La comédie et le monde fatigué

1.

« C’est le rire de Marinette dans Le Dépit amoureux, de Nicole et de Covielle dans Le Bourgeois Gentilhomme, de Zerbinette dans Les Fourberies de Scapin. Où trouve-t-on ce rire-là chez Aristote, Hobbes, Baudelaire, Bergson, chez tous les théoriciens du rire malheureux  ? » Certes la comédie commence sur fond de situation malheureuse . Mais aussitôt surgit un rusé – le plus souvent un être de basse extraction, un valet (ein Knecht) – qui, en jobardant, en mystifiant, s’emploie à remettre le monde sur ses gonds.

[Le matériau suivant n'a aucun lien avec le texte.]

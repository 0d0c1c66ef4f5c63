//! Inter-process communication between pomo and pomoctl
//!
//! We use Unix domain sockets for local IPC - they're fast, secure,
//! and perfect for this use case.

use serde::{Deserialize, Serialize};
use thiserror::Error;
use tokio::io::{AsyncReadExt, AsyncWriteExt};
use tokio::net::UnixStream;

/// Commands that pomoctl can send to pomo
#[derive(Debug, Clone, Serialize, Deserialize)]
pub enum Command {
    Start,
    Stop,
    Reset { to_break: bool },
    Status,
    AddTodo { title: String },
    ListTodos,
    ToggleTodo { id: u32 },
    RemoveTodo { id: u32 },
    CheckUpdates,
}

/// Responses from pomo back to pomoctl
#[derive(Debug, Clone, Serialize, Deserialize)]
pub enum Response {
    Ok,
    Status(TimerStatus),
    Todos(Vec<TodoItem>),
    Error(String),
}

#[derive(Debug, Clone, Serialize, Deserialize)]
pub struct TimerStatus {
    pub state: TimerState,
    pub remaining: u64, // seconds
    pub total: u64,     // seconds
}

#[derive(Debug, Clone, Copy, PartialEq, Eq, Serialize, Deserialize)]
pub enum TimerState {
    Idle,
    Running,
}

#[derive(Debug, Clone, PartialEq, Eq, Serialize, Deserialize)]
pub struct TodoItem {
    pub id: u32,
    pub title: String,
    pub done: bool,
}

#[derive(Error, Debug)]
pub enum IpcError {
    #[error("IO error: {0}")]
    Io(#[from] std::io::Error),

    #[error("Serialization error: {0}")]
    Serialization(#[from] serde_json::Error),

    #[error("Connection refused - is pomo running?")]
    ConnectionRefused,
}

pub const SOCKET_PATH: &str = "/tmp/pomo.sock";

/// Send a single command to a running pomo instance and wait for the reply.
pub async fn send_command(cmd: &Command) -> Result<Response, IpcError> {
    let mut stream = UnixStream::connect(SOCKET_PATH).await.map_err(|e| {
        match e.kind() {
            std::io::ErrorKind::ConnectionRefused | std::io::ErrorKind::NotFound => {
                IpcError::ConnectionRefused
            }
            _ => IpcError::Io(e),
        }
    })?;

    let msg = serde_json::to_vec(cmd)?;
    stream.write_all(&msg).await?;
    stream.write_all(b"\n").await?;

    let mut buf = vec![0; 64 * 1024];
    let n = stream.read(&mut buf).await?;
    let response: Response = serde_json::from_slice(&buf[..n])?;

    Ok(response)
}

#[cfg(test)]
mod tests {
    use super::*;

    #[test]
    fn command_round_trip() {
        let cmd = Command::AddTodo {
            title: "write report".to_string(),
        };
        let json = serde_json::to_string(&cmd).unwrap();
        let back: Command = serde_json::from_str(&json).unwrap();
        match back {
            Command::AddTodo { title } => assert_eq!(title, "write report"),
            other => panic!("unexpected command: {:?}", other),
        }
    }

    #[test]
    fn reset_carries_break_flag() {
        let json = serde_json::to_string(&Command::Reset { to_break: true }).unwrap();
        let back: Command = serde_json::from_str(&json).unwrap();
        assert!(matches!(back, Command::Reset { to_break: true }));
    }

    #[test]
    fn status_response_round_trip() {
        let resp = Response::Status(TimerStatus {
            state: TimerState::Running,
            remaining: 90,
            total: 1500,
        });
        let json = serde_json::to_string(&resp).unwrap();
        let back: Response = serde_json::from_str(&json).unwrap();
        match back {
            Response::Status(status) => {
                assert_eq!(status.state, TimerState::Running);
                assert_eq!(status.remaining, 90);
                assert_eq!(status.total, 1500);
            }
            other => panic!("unexpected response: {:?}", other),
        }
    }

    #[test]
    fn todos_response_round_trip() {
        let resp = Response::Todos(vec![TodoItem {
            id: 3,
            title: "water plants".to_string(),
            done: false,
        }]);
        let json = serde_json::to_string(&resp).unwrap();
        let back: Response = serde_json::from_str(&json).unwrap();
        match back {
            Response::Todos(todos) => {
                assert_eq!(todos.len(), 1);
                assert_eq!(todos[0].id, 3);
                assert!(!todos[0].done);
            }
            other => panic!("unexpected response: {:?}", other),
        }
    }
}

Alors la comédie se fait « artifice, […] astuce pour l’emporter sur un monde corrompu, désaccordé  ». Arrive Mascarille, Sganarelle ou Scapin… Et chez Hebel, de même, s’avancera un valet, un domestique . Il s’agit d’ « affronter » l’ordre injuste des choses, l’ordre des maîtres . « On comprend que la comédie […] est finalement l’intuition qu’il y a autre chose que le malheur, qui n’épuise pas les ressources du réel ». À condition, devant l’adversaire, de savoir lui « jouer pièce », « lui chanter sa gamme » – c’est-à-dire de savoir « faire supercherie » ; à condition de stratagèmes et d’inventions, d’efforts joyeux ; à condition de comédie – le malheur est évitable. La comédie, la farce, n’est rien moins, à ce niveau d’exigence (celui de Molière, celui de Hebel) qu’une « tentative de salut  ». En langue allemande, le « genre littéraire » du « schwank », dont relèvent, pour partie, les historiettes de Hebel, et que l’on traduit en français avec le mot de « farce », avait commencé par désigner le tour (voire le coup), avant de désigner le récit de ce tour (le récit de ce coup) : « Schwank (m. 1u) derb-komische Erzählung, derb-komisches Bühnenstück [mhd. < swanc “Schlag, Hieb ; lustiger Streich ; Erzählung davon”]  ». La farce est « invention », ruse qui doit être « sur le champ bâtie  ». Et l’invention est le plus souvent textuelle, c’est l’invention d’un récit : voir tous ceux admirables de Scapin ; de Sganarelle ; de Mascarille. C’est chez Hebel l’invention du « hussard rusé », qui brode une histoire de croyance en un saint pour y envelopper le riche paysan (qu’il veut dépouiller), comme en une toile (textum). Une fois bien emmitonné dans le récit, le paysan n’agit plus que selon sa croyance en ce texte ; et le hussard le mène alors où il veut le mener : au pied du saint, pour un partage entre frères – c’est-à-dire pour un vol…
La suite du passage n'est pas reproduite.